MTHFR stands for Methylene-Tetra-Hydro-Folate-Reductase. Some individuals with the homozygous MTHFR mutation have elevated homocysteine levels. Elevated homocysteine levels are a risk factor for blood clots. The individual with the MTHFR mutation who have normal homocysteine levels are not at increased risk for clots. Thus, the MTHFR mutation by itself is not a clotting disorder.
There are 3 scenarios:
a. You do not have the MTHFR mutation (44% of all people),
b. You are heterozygous (1 variant gene) 44% of people are heterozygous, and there are no medical problems being heterozygous
c. You are homozygous (2 variant genes), that happens in 12% of people. It is the homozygous MTFHR that can create problems
Researchers have looked at MTHFR gene mutations as being a possible factor in recurrent miscarriages with quite mixed results. Some studies find that MTHFR gene variations increase the risk of miscarriages while others find no link.

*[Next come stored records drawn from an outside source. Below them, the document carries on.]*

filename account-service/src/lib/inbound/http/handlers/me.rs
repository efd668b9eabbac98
use axum::extract::State;
use axum::http::StatusCode;
use axum::Extension;

use super::AccountData;
use super::ApiError;
use super::ApiSuccess;
use crate::account::ports::AuthServicePort;
use crate::inbound::http::middleware::AuthenticatedAccount;
use crate::inbound::http::router::AppState;

pub async fn me(
    State(state): State<AppState>,
    Extension(authenticated): Extension<AuthenticatedAccount>,
) -> Result<ApiSuccess<AccountData>, ApiError> {
    let account = state
        .auth_service
        .get_account(authenticated.account_id)
        .await?
        // A valid token whose subject no longer resolves gets the same
        // answer as any other bad credential.
        .ok_or_else(|| ApiError::Unauthorized("Invalid or expired token".to_string()))?;

    Ok(ApiSuccess::new(StatusCode::OK, (&account).into()))
}
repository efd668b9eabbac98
pub mod repositories;
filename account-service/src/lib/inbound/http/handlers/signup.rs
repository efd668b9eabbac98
use axum::extract::State;
use axum::http::StatusCode;
use axum::Json;
use serde::Deserialize;

use super::ApiError;
use super::ApiSuccess;
use super::AuthResponseData;
use crate::account::models::SignupCommand;
use crate::account::ports::AuthServicePort;
use crate::inbound::http::router::AppState;

pub async fn signup(
    State(state): State<AppState>,
    Json(body): Json<SignupRequestBody>,
) -> Result<ApiSuccess<AuthResponseData>, ApiError> {
    let command = SignupCommand::new(body.full_name, body.email, body.password, body.role)
        .map_err(|e| ApiError::BadRequest(e.to_string()))?;

    let authenticated = state.auth_service.signup(command).await?;

    Ok(ApiSuccess::new(
        StatusCode::CREATED,
        AuthResponseData {
            account: (&authenticated.account).into(),
            token: (&authenticated.tokens).into(),
        },
    ))
}

#[derive(Debug, Clone, PartialEq, Eq, Deserialize)]
pub struct SignupRequestBody {
    full_name: String,
    email: String,
    password: String,
    role: String,
}
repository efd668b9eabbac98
pub mod account;
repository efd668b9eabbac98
pub mod account;

pub use account::PostgresAccountRepository;
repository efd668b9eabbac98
use std::sync::Arc;

use async_trait::async_trait;
use auth::Claims;
use auth::PasswordHasher;
use auth::TokenCodec;
use auth::TokenKind;
use chrono::Duration;

use crate::account::errors::AccountError;
use crate::account::errors::AuthError;
use crate::account::errors::ValidationError;
use crate::account::models::Account;
use crate::account::models::AccountId;
use crate::account::models::Authenticated;
use crate::account::models::LoginCommand;
use crate::account::models::NewAccount;
use crate::account::models::SignupCommand;
use crate::account::models::TokenPair;
use crate::account::ports::AccountRepository;
use crate::account::ports::AuthServicePort;

/// Authentication workflow implementation.
///
/// Orchestrates the account registry, credential hasher, and token codec
/// into atomic signup/login operations, and acts as the error-translation
/// boundary for its callers.
pub struct AuthService<R>
where
    R: AccountRepository,
{
    repository: Arc<R>,
    password_hasher: PasswordHasher,
    token_codec: TokenCodec,
    access_token_ttl: Duration,
}

impl<R> AuthService<R>
where
    R: AccountRepository,
{
    /// Create the workflow with explicitly injected collaborators.
    ///
    /// # Arguments
    /// * `repository` - Account persistence implementation
    /// * `password_hasher` - Credential hasher
    /// * `token_codec` - Token issuance/validation codec
    /// * `access_token_ttl` - Access-token lifetime
    pub fn new(
        repository: Arc<R>,
        password_hasher: PasswordHasher,
        token_codec: TokenCodec,
        access_token_ttl: Duration,
    ) -> Self {
        Self {
            repository,
            password_hasher,
            token_codec,
            access_token_ttl,
        }
    }

    fn issue_pair(&self, account: &Account) -> Result<TokenPair, AuthError> {
        let subject = account.id.to_string();

        let access_token = self
            .token_codec
            .issue_access(
                &subject,
                Some(account.email.as_str().to_string()),
                Some(account.role.as_str().to_string()),
                self.access_token_ttl,
            )
            .map_err(|e| AuthError::Internal(format!("Token issuance failed: {}", e)))?;

        let refresh_token = self
            .token_codec
            .issue_refresh(&subject)
            .map_err(|e| AuthError::Internal(format!("Token issuance failed: {}", e)))?;

        Ok(TokenPair {
            access_token,
            refresh_token,
            expires_in: self.access_token_ttl.num_seconds(),
        })
    }
}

Right now, some doctors test for MTHFR in patients with history of miscarriage and offer aggressive treatment to everyone with MTHFR gene mutations. Others do not ever test for MTHFR variants. There is currently no official recommendation and no conclusive evidence about the value of testing for MTHFR gene mutations, so practice varies widely.
Some doctors believe that hereditary thrombophilias, such as Factor V Leiden, may increase the risk of miscarriage by creating tiny blood clots that block nutrient flow to the placenta and so they include MTHFR gene mutations in this category. However, hereditary thrombophilias are not universally accepted as a cause of recurrent miscarriages -- the only thrombophilia disorder with a widely accepted treatment is antiphospholipid syndrome.
Doctors who follow the theory of MTHFR variations as a thrombophilia disorder may prescribe anti-clotting therapy such as heparin and low dose "baby" aspirin to reduce the risk of blood clots. Others may recommend high doses of folic acid and possibly other B vitamins with the idea that this will reduce homocysteine levels and eliminate any added risk on that front.
In doctors who believe in treatment of women with MTHFR gene variations, some believe in treating women who are heterozygous as well as homozygous, whereas others only treat women who are homozygous.
Other doctors do not test for MTHFR gene mutations at all because the link is far from conclusively proven, but they choose to test homocysteine instead and recommend therapies for women with high homocysteine levels.
Still other doctors (and probably the majority fall in this category) do not test for either MTHFR or homocysteine because neither has a formally recommended treatment that is solidly shown to reduce the risk of miscarriage.
A normal homocysteine level is often defined as one being less than 13.0 micromol/L. The higher the level, the higher the risk for clots. Levels can be lowered by taking a multiple vitamin with a high content of folic acid (for example 400 mcg = 0.4 mg), vitamin B6 (= pyridoxine; for example 25 mg) and B12 (= cobalamin; for example 1 mg).
Often folate treatment alone (dose: 0.4-5 mg per day) lowers homocysteine levels into the normal range. However, several publications in the last several years have consistently shown that lowering homocysteine levels does NOT change the risk for future blood clots. Thus, there is at present no good reason to treat an individual with elevated homocysteine levels with vitamin B6, vitamin B12, or folic acid , at least not a person with only slightly or moderately elevated levels (say, levels below 30 micromol/L). Whether individuals with more significantly elevated homocysteine levels may benefit form lowering of homocysteine levels is not know.